By nature, I fear most things. The usual: snakes, people that drive 1970s vans and religious militias. But then the fears become irrational and paralyzing; the dark, anxiety about car trouble anytime I leave the city limits, being the victim of a crime.
Living alone for most of my adult life, these fears have restrained me from pursuing activities and career changes. The worst part of being single, other than loneliness, was not going camping because I was scared to go alone. I conquered my fear for one weekend of tent camping in a state park, but the sleep deprivation resulting from my fixation on the fact that the only thing between me and a serial killer was a zipper and wall of nylon was too much. A combination of things set me on my quest to change things and overcome my fears of camping alone. Always a fan of vintage trailers, I perused Craigslist for months and determined something less than restored would be affordable. There was also a group of women in Roseville that organized group campouts for female vintage trailer owners. So there was hope! I figured in a few years, it could become reality.
"A combination of things set me on my quest to change things and overcome my fears of camping alone."

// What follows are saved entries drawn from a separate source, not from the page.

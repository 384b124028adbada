//! Per-employee attendance summaries.

use rust_decimal::Decimal;
use serde::{Deserialize, Serialize};

use super::ResolutionWarning;

/// Attendance statistics for one employee over a period.
///
/// Derived on demand and never stored. Percentages and averages are
/// rounded to two decimal places.
#[derive(Debug, Clone, PartialEq, Eq, Serialize, Deserialize)]
pub struct EmployeeSummary {
    /// The employee.
    pub employee_id: String,
    /// Distinct scheduled dates (rest and unresolved days excluded).
    pub total_days: u32,
    /// Days classified on time or tardy.
    pub present_days: u32,
    /// Days with no punch at all.
    pub absent_days: u32,
    /// Vacation days.
    pub vacation_days: u32,
    /// Permission days.
    pub permission_days: u32,
    /// Days classified tardy.
    pub tardy_days: u32,
    /// Days with punches but no valid entry mark.
    pub incomplete_days: u32,
    /// Sum of minutes late.
    pub total_tardiness_minutes: i64,
    /// Mean minutes late over days with any lateness; zero if none.
    pub average_tardiness: Decimal,
    /// `present_days / total_days * 100`; zero when `total_days` is zero.
    pub attendance_percentage: Decimal,
    /// Ambiguities found while summarising.
    #[serde(default, skip_serializing_if = "Vec::is_empty")]
    pub warnings: Vec<ResolutionWarning>,
}

impl EmployeeSummary {
    /// An all-zero summary.
    pub fn empty(employee_id: impl Into<String>) -> Self {
        Self {
            employee_id: employee_id.into(),
            total_days: 0,
            present_days: 0,
            absent_days: 0,
            vacation_days: 0,
            permission_days: 0,
            tardy_days: 0,
            incomplete_days: 0,
            total_tardiness_minutes: 0,
            average_tardiness: Decimal::ZERO,
            attendance_percentage: Decimal::ZERO,
            warnings: Vec::new(),
        }
    }
}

In summer 2010 I began my quest. In August, however, my stepfather was diagnosed with pancreatic cancer. As anyone who has experienced it can relate, when terminal illness enters your life, it tends to reconfigure how you view things. It is a brutal reminder of how truly short life is and that regrets are a waste of energy. The following spring I found my 12 foot, 1972 Scotsman trailer locally on Craigslist and used my tax return to purchase it. And yes, as I was reminded by a handful of people, that money should have gone to my retirement account. Fear mongers. The trailer needed some work and I did not have the skills, time away from the family situation, nor the finances to complete it all, so I did my best with the dedicated help of a male friend and put it aside.

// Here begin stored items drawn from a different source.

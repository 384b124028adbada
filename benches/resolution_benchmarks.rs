//! Performance benchmarks for the attendance engine.
//!
//! This benchmark suite covers:
//! - Resolving one assignment over a month and over a year
//! - Classifying a month of punches, including attribution
//! - Batch runs of 100 and 1000 employees on the worker pool
//!
//! Run with: `cargo bench`
//! HTML reports are generated in `target/criterion/`

use std::hint::black_box;
use std::sync::Arc;

use chrono::{Days, NaiveDate};
use criterion::{BenchmarkId, Criterion, Throughput, criterion_group, criterion_main};

use attendance_engine::calculation::{
    BatchSnapshot, EmployeeInput, ScheduleResolver, classify_days, run_batch, summarize,
};
use attendance_engine::config::{ConfigLoader, ScheduleCatalog};
use attendance_engine::models::{Assignment, DateRange, Punch};

fn load_catalog() -> ScheduleCatalog {
    ConfigLoader::load("./config/default")
        .expect("Failed to load config")
        .into_catalog()
}

fn date(y: i32, m: u32, d: u32) -> NaiveDate {
    NaiveDate::from_ymd_opt(y, m, d).unwrap()
}

fn assignment(employee_id: &str, shift_id: &str) -> Assignment {
    Assignment {
        id: format!("asg_{}", employee_id),
        employee_id: employee_id.to_string(),
        shift_id: shift_id.to_string(),
        start_date: date(2024, 1, 1),
        end_date: None,
    }
}

/// Two punches per weekday of January 2024, the entry drifting a few
/// minutes late on some days.
fn month_of_punches(employee_id: &str) -> Vec<Punch> {
    (0..31u64)
        .flat_map(|offset| {
            let day = date(2024, 1, 1).checked_add_days(Days::new(offset)).unwrap();
            let late = (offset % 4) as u32 * 7;
            [
                Punch::at(employee_id, day.and_hms_opt(8, late, 0).unwrap()),
                Punch::at(employee_id, day.and_hms_opt(17, 2, 0).unwrap()),
            ]
        })
        .collect()
}

fn employees(count: usize) -> Vec<EmployeeInput> {
    (0..count)
        .map(|i| {
            let employee_id = format!("emp_{:04}", i);
            let shift_id = if i % 3 == 0 { "rotation" } else { "office" };
            EmployeeInput {
                assignments: vec![assignment(&employee_id, shift_id)],
                punches: month_of_punches(&employee_id),
                leaves: vec![],
                employee_id,
            }
        })
        .collect()
}

/// Benchmark: schedule resolution for one assignment.
fn bench_resolve(c: &mut Criterion) {
    let catalog = load_catalog();
    let resolver = ScheduleResolver::new(&catalog, &[]);
    let asg = assignment("emp_bench", "office");

    let mut group = c.benchmark_group("resolve");
    for (label, end) in [("month", date(2024, 1, 31)), ("year", date(2024, 12, 31))] {
        let range = DateRange::new(date(2024, 1, 1), end).unwrap();
        group.throughput(Throughput::Elements(range.len() as u64));
        group.bench_with_input(BenchmarkId::from_parameter(label), &range, |b, range| {
            b.iter(|| black_box(resolver.resolve(&asg, *range).unwrap()))
        });
    }
    group.finish();
}

/// Benchmark: attribution, classification and summary for one month.
fn bench_classify_month(c: &mut Criterion) {
    let catalog = load_catalog();
    let resolver = ScheduleResolver::new(&catalog, &[]);
    let range = DateRange::new(date(2024, 1, 1), date(2024, 1, 31)).unwrap();
    let days = resolver
        .resolve(&assignment("emp_bench", "office"), range)
        .unwrap()
        .days;
    let punches = month_of_punches("emp_bench");

    c.bench_function("classify_month", |b| {
        b.iter(|| {
            let records = classify_days(&days, &punches, &[]);
            black_box(summarize("emp_bench", &records))
        })
    });
}

/// Benchmark: batch runs on the worker pool.
fn bench_batch(c: &mut Criterion) {
    let rt = tokio::runtime::Runtime::new().unwrap();
    let snapshot = Arc::new(BatchSnapshot {
        catalog: load_catalog(),
        exceptions: vec![],
        period: DateRange::new(date(2024, 1, 1), date(2024, 1, 31)).unwrap(),
    });
    let workers = std::thread::available_parallelism()
        .map(|n| n.get())
        .unwrap_or(4);

    let mut group = c.benchmark_group("batch_processing");
    group.sample_size(10);
    for count in [100usize, 1000] {
        let inputs = employees(count);
        group.throughput(Throughput::Elements(count as u64));
        group.bench_with_input(BenchmarkId::from_parameter(count), &inputs, |b, inputs| {
            b.to_async(&rt).iter(|| {
                let snapshot = Arc::clone(&snapshot);
                let inputs = inputs.clone();
                async move { black_box(run_batch(snapshot, inputs, workers).await) }
            })
        });
    }
    group.finish();
}

criterion_group!(benches, bench_resolve, bench_classify_month, bench_batch);
criterion_main!(benches);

In May 2011, a month after my stepfather’s passing, I took the trailer on its maiden voyage for a week up the Oregon Coast. The rest of the summer I went on multiple campouts alone. Me and the trailer. It took a lot of practice in the driveway and campgrounds to learn to back it up into the campsites. Of course initially I was worried I would never master it. And again, a handful of people told me as much. I made a checklist of what to do when hooking-up the trailer and kept it in the glove box so that I would not forget something. I read about Sisters on the Fly, and they inspired me even more. My fears still lurked when I was camping alone that first summer, but they were diminished by my new found sense of empowerment, joy and achievement. I also found it to have healing powers in dealing with my grief. The price I paid for the trailer has been rendered insignificant for it has been one of the most powerful experiences of my life.
"My fears still lurked when I was camping alone that first summer, but they were diminished by my new found sense of empowerment, joy and achievement."
It is lovely to wake up in my little canned ham with its English chintz curtains, handmade quilt and cool thrift store decorations. Curling up in my pajamas at the dinette and lounging over a good book with a cuppa in the morning. Actually it is pure bliss. So my advice to all you lovely bad ass Wild Women-JUST DO IT. Towanda!! I’ll see ya on the road.